La evangelización tiene que llegar hasta allá, y ser capaz de ir aún más lejos: Hay que recobrar esos significados, hay que deseducar en el egoísmo y aprender a caminar por las rutas del desprendimiento, de la generosidad, del servicio. Tenemos que comprender que la fe está hecha de esas materias: de saber amar, de reconocer en Dios a un Padre y   de ser capaces de reconocer en cada prójimo a un hermano. Y, el siguiente paso será llevarlos siempre en mente, para aplicarlos a todo momento y a toda circunstancia.


En una tercera señal caminera leemos: ¡No nos quedemos cortos no haciendo el mal porque el cristiano se caracteriza por hacer el bien! Cuando alguien cae se torna, aun sin quererlo en un Caín –figura del pecado contra nuestro hermanos- esa persona necesita ser “rescatada”, tenemos que volverla a adquirir para la Salud. Eso es lo que nos reclama Jesús, llamarle la atención, invitarlo a volver, ganarlo. El verbo griego en el evangelio es ἐκέρδησας conjugación de κερδαίνω adquirir. Ahí conecta con Caín [Qayin] este nombre etimológicamente significa “me he adquirido” como nos lo explica Gn 4,1 por boca de Eva: “Gracias a Yavé me he adquirido un hijo”. Así, por nuestra naturaleza pecadora estamos inclinados a fallar pero gracias a Yavé, Sólo Misericordia, estamos previstos a ser re-adquiridos, no a quedarnos perdidos. Dios nos ha marcado en la frente, con la señal de la Cruz, en el bautismo, señal ya vaticinada en Gn 4, 15d, para impedir que nos maten, porque el Mismo Dios nos preserva pese a haber caído. Pero, no nos contentemos con no castigar matando, comprometámonos a rescatar, a re-adquirir. Inclusive si alguien nos fuerza a ex comunicar, será un recurso extremo en procura de su redención. Como un clamor de campana que gritara: “Te has hecho el sordo a la corrección, ahora tocamos la campana de la excomunión para que no puedas pretextar que no oíste, que no te diste cuenta de nuestro llamado clamoroso a volver por el buen camino”.
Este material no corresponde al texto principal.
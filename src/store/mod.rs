#[cfg(test)]
mod tests;

use anyhow::Result;
use rusqlite::{params, Connection, OptionalExtension};
use serde::{Deserialize, Serialize};
use std::path::PathBuf;

use crate::transcribe::VideoRecord;
use crate::YtWhisperError;

/// Columns returned by [`TranscriptStore::list_recent`]
#[derive(Debug, Clone, Serialize, Deserialize)]
pub struct RecordSummary {
    pub id: String,
    pub title: String,
    pub channel: String,
    pub author: String,
    pub created_at: String,
}

/// SQLite-backed cache of transcription results, one row per video ID.
///
/// Every operation opens and closes its own connection; no state is shared
/// between calls and no transaction spans more than one record. Concurrent
/// writers from other processes are not coordinated beyond SQLite's own
/// per-connection locking.
pub struct TranscriptStore {
    db_path: PathBuf,
}

impl TranscriptStore {
    pub fn new(db_path: impl Into<PathBuf>) -> Self {
        Self {
            db_path: db_path.into(),
        }
    }

    /// Create the videos table if it does not exist. Safe to call repeatedly.
    pub fn init(&self) -> Result<()> {
        if let Some(parent) = self.db_path.parent() {
            if !parent.as_os_str().is_empty() {
                fs_err::create_dir_all(parent)?;
            }
        }

        let conn = self.connect()?;
        conn.execute(
            "CREATE TABLE IF NOT EXISTS videos (
                id TEXT PRIMARY KEY,
                url TEXT NOT NULL,
                title TEXT NOT NULL,
                channel TEXT,
                author TEXT,
                upload_date TEXT,
                duration INTEGER,
                description TEXT,
                transcription TEXT NOT NULL,
                created_at TEXT NOT NULL
            )",
            [],
        )?;

        Ok(())
    }

    /// Insert or update a record, keyed by video ID. Re-saving an existing ID
    /// overwrites every non-key column; last write wins.
    pub fn save(&self, record: &VideoRecord) -> Result<()> {
        self.init()?;
        let conn = self.connect()?;

        let existing: Option<String> = conn
            .query_row(
                "SELECT id FROM videos WHERE id = ?",
                params![record.id],
                |row| row.get(0),
            )
            .optional()?;

        if existing.is_some() {
            conn.execute(
                "UPDATE videos SET
                    url = ?,
                    title = ?,
                    channel = ?,
                    author = ?,
                    upload_date = ?,
                    duration = ?,
                    description = ?,
                    transcription = ?,
                    created_at = ?
                 WHERE id = ?",
                params![
                    record.url,
                    record.title,
                    record.channel,
                    record.author,
                    record.upload_date,
                    record.duration,
                    record.description,
                    record.transcription,
                    record.created_at,
                    record.id,
                ],
            )?;
            tracing::info!("Updated existing record for video ID: {}", record.id);
        } else {
            conn.execute(
                "INSERT INTO videos (
                    id, url, title, channel, author, upload_date, duration,
                    description, transcription, created_at
                ) VALUES (?, ?, ?, ?, ?, ?, ?, ?, ?, ?)",
                params![
                    record.id,
                    record.url,
                    record.title,
                    record.channel,
                    record.author,
                    record.upload_date,
                    record.duration,
                    record.description,
                    record.transcription,
                    record.created_at,
                ],
            )?;
            tracing::info!("Inserted new record for video ID: {}", record.id);
        }

        Ok(())
    }

    /// Fetch the full record for a video ID. Returns `None` when the ID is
    /// unknown or the store file has never been created.
    pub fn get(&self, video_id: &str) -> Result<Option<VideoRecord>> {
        if !self.db_path.exists() {
            return Ok(None);
        }

        let conn = self.connect()?;
        let record = conn
            .query_row(
                "SELECT id, url, title, channel, author, upload_date, duration,
                        description, transcription, created_at
                 FROM videos WHERE id = ?",
                params![video_id],
                |row| {
                    Ok(VideoRecord {
                        id: row.get(0)?,
                        url: row.get(1)?,
                        title: row.get(2)?,
                        channel: row.get(3)?,
                        author: row.get(4)?,
                        upload_date: row.get(5)?,
                        duration: row.get(6)?,
                        description: row.get(7)?,
                        transcription: row.get(8)?,
                        created_at: row.get(9)?,
                    })
                },
            )
            .optional()?;

        Ok(record)
    }

    /// Most recent records first, at most `limit` rows. A non-positive limit
    /// yields an empty list, as does a store file that does not exist yet.
    pub fn list_recent(&self, limit: i64) -> Result<Vec<RecordSummary>> {
        if limit <= 0 || !self.db_path.exists() {
            return Ok(Vec::new());
        }

        let conn = self.connect()?;
        let mut stmt = conn.prepare(
            "SELECT id, title, channel, author, created_at
             FROM videos
             ORDER BY created_at DESC
             LIMIT ?",
        )?;

        let records = stmt
            .query_map(params![limit], |row| {
                Ok(RecordSummary {
                    id: row.get(0)?,
                    title: row.get(1)?,
                    channel: row.get(2)?,
                    author: row.get(3)?,
                    created_at: row.get(4)?,
                })
            })?
            .collect::<Result<Vec<_>, _>>()?;

        Ok(records)
    }

    fn connect(&self) -> Result<Connection> {
        Connection::open(&self.db_path).map_err(|e| {
            YtWhisperError::Storage(format!("{}: {}", self.db_path.display(), e)).into()
        })
    }
}
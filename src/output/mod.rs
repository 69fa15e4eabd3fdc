use console::style;

use crate::store::RecordSummary;
use crate::transcribe::VideoRecord;
use crate::utils::format_duration;

/// Print a full record with its transcription to the console
pub fn print_record(record: &VideoRecord) {
    println!("{}", style(&record.title).bold());
    println!("  Video ID:    {}", record.id);
    println!("  URL:         {}", record.url);
    println!("  Channel:     {}", record.channel);
    println!("  Author:      {}", record.author);
    println!("  Uploaded:    {}", record.upload_date);
    println!("  Duration:    {}", format_duration(record.duration));
    println!("  Transcribed: {}", record.created_at);
    println!();
    println!("{}", record.transcription);
}

/// Print the recent-transcripts listing, newest first
pub fn print_recent(records: &[RecordSummary]) {
    if records.is_empty() {
        println!("No transcripts found.");
        return;
    }

    for record in records {
        println!(
            "{}  {}  {} ({})",
            style(&record.id).cyan(),
            record.created_at,
            record.title,
            record.author
        );
    }
}
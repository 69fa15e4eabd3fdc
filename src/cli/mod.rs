use clap::{Parser, Subcommand};
use std::path::PathBuf;

#[derive(Parser)]
#[command(
    name = "yt-whisper",
    about = "Download and transcribe YouTube videos using Whisper",
    version,
    long_about = "A CLI tool that downloads audio from YouTube with yt-dlp, transcribes it \
with the Whisper CLI, and caches results in a local SQLite database keyed by video ID."
)]
pub struct Cli {
    #[command(subcommand)]
    pub command: Commands,

    /// Path to the transcript database (defaults to the platform data directory)
    #[arg(long, global = true, value_name = "FILE")]
    pub db: Option<PathBuf>,

    /// Enable verbose logging
    #[arg(short, long, global = true)]
    pub verbose: bool,
}

#[derive(Subcommand)]
pub enum Commands {
    /// Download a YouTube video's audio and transcribe it
    Transcribe {
        /// YouTube URL (watch, youtu.be, embed, or /v/ form)
        #[arg(value_name = "URL")]
        url: String,

        /// Re-download and re-transcribe even if a cached result exists
        #[arg(short, long)]
        force: bool,
    },

    /// Print a stored transcript by YouTube video ID
    Get {
        /// YouTube video ID
        #[arg(value_name = "VIDEO_ID")]
        id: String,
    },

    /// List recently transcribed videos
    List {
        /// Maximum number of entries to show
        #[arg(short, long, default_value = "10")]
        limit: i64,
    },

    /// Show the resolved configuration
    Config,

    /// Check that the external tools (yt-dlp, whisper) are available
    Doctor,
}
// Integration tests for the CLI surface. External tools are never required
// here: every scenario stops before a subprocess would be spawned for real
// work, and the probe tolerates missing binaries.

use assert_cmd::Command;
use predicates::prelude::*;
use tempfile::TempDir;

/// Build a command with HOME and the XDG dirs redirected into a scratch
/// directory so config and database files never touch the real user profile.
fn yt_whisper(home: &TempDir) -> Command {
    let mut cmd = Command::cargo_bin("yt-whisper").unwrap();
    cmd.env("HOME", home.path())
        .env("XDG_CONFIG_HOME", home.path().join(".config"))
        .env("XDG_DATA_HOME", home.path().join(".local/share"));
    cmd
}

#[test]
fn list_on_fresh_database_reports_nothing_found() {
    let home = TempDir::new().unwrap();
    yt_whisper(&home)
        .arg("list")
        .assert()
        .success()
        .stdout(predicate::str::contains("No transcripts found."));
}

#[test]
fn get_unknown_id_reports_missing_and_exits_zero() {
    let home = TempDir::new().unwrap();
    yt_whisper(&home)
        .args(["get", "dQw4w9WgXcQ"])
        .assert()
        .success()
        .stdout(predicate::str::contains(
            "No transcript found for video ID: dQw4w9WgXcQ",
        ));
}

#[test]
fn transcribe_rejects_url_without_video_id() {
    let home = TempDir::new().unwrap();
    yt_whisper(&home)
        .args(["transcribe", "https://example.com"])
        .assert()
        .failure()
        .stderr(predicate::str::contains("Could not extract YouTube ID"));
}

#[test]
fn db_flag_overrides_database_location() {
    let home = TempDir::new().unwrap();
    let db_path = home.path().join("custom.db");
    yt_whisper(&home)
        .args(["list", "--db"])
        .arg(&db_path)
        .assert()
        .success()
        .stdout(predicate::str::contains("No transcripts found."));
}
Leamos, además, otra seña vial que nos advierte contra la actitud sectaria que aglutina comités, cortes, tribunales, y que bajo el expediente de la defensa de la “doctrina” condena con el satánico esfuerzo de inocular la división. Ay de los que atentan contra la unidad, la que quería Jesús, sólida y firme como la que se da entre el Padre y el Hijo. A ellos los honra su fortísimo deseo de preservar la ortodoxia; los degrada el incurrir –quizá involuntariamente- en el fanatismo. La Iglesia está llamada a preservar lo tradicional pero, también está obligada a un constante aggiornamento, eso sí, sin desviarse ni un ápice de la Verdad de Jesucristo. Mantener la indisoluble unidad de esta moneda: de la cara (la tradición apostólica) y el sello (la necesidad histórica de abrir la ventana y dejar que el Espíritu Santo sople con los vientos de la actualización; la Iglesia para ser fiel a Jesucristo no puede oler a moho). «La Iglesia asiste en nuestros días a una grave crisis de la humanidad, que traerá consigo profundas mutaciones. Un orden nuevo se está gestando, y la Iglesia tiene ante sí misiones inmensas, como en las épocas más trágicas de la historia. Porque lo que se exige hoy de la Iglesia es que infunda en las venas de la humanidad actual la virtud perenne, vital y divina del Evangelio. La humanidad alardea de sus recientes conquistas en el campo científico y técnico, pero sufre también las consecuencias de un orden temporal que algunos han querido organizar prescindiendo de Dios. Por esto, el progreso espiritual del hombre contemporáneo no ha seguido los pasos del progreso material. De aquí surgen la indiferencia por los bienes inmortales, el afán desordenado por los placeres de la tierra, que el progreso técnico pone con tanta facilidad al alcance de todos, y, por último, un hecho completamente nuevo y desconcertante, cual es la existencia de un ateísmo militante, que ha invadido ya a muchos pueblos.»[4] En medio de ese marasmo navega la Iglesia, nuestra nave, en la que vamos juntos. No podemos callar ni –mucho menos- ignorar.




[1] Le Poittevin, P. Charpentier, Etienne. EL EVANGELIO SEGÚN SAN MATEO. Ed. Verbo Divino Estella-Navarra 1999. p. 54 Citando a E. Cothenet. SAINTETÉ DE L´EGLISE ET PECHÉS DES CHRÉTIENS: Nouvelle Revue Theologique 1974 p. 469
[2] JUAN PABLO II AUDIENCIA GENERAL Miércoles 24 de junio de 1992
[3] Mesters, Carlos CARTA A LOS ROMANOS. Ed. San Pablo Santafé de Bogotá-Colombia 1999. p. 62.
[4] JUAN XXIII.  CONSTITUCIÓN APOSTÓLICA HUMANAE SALUTIS.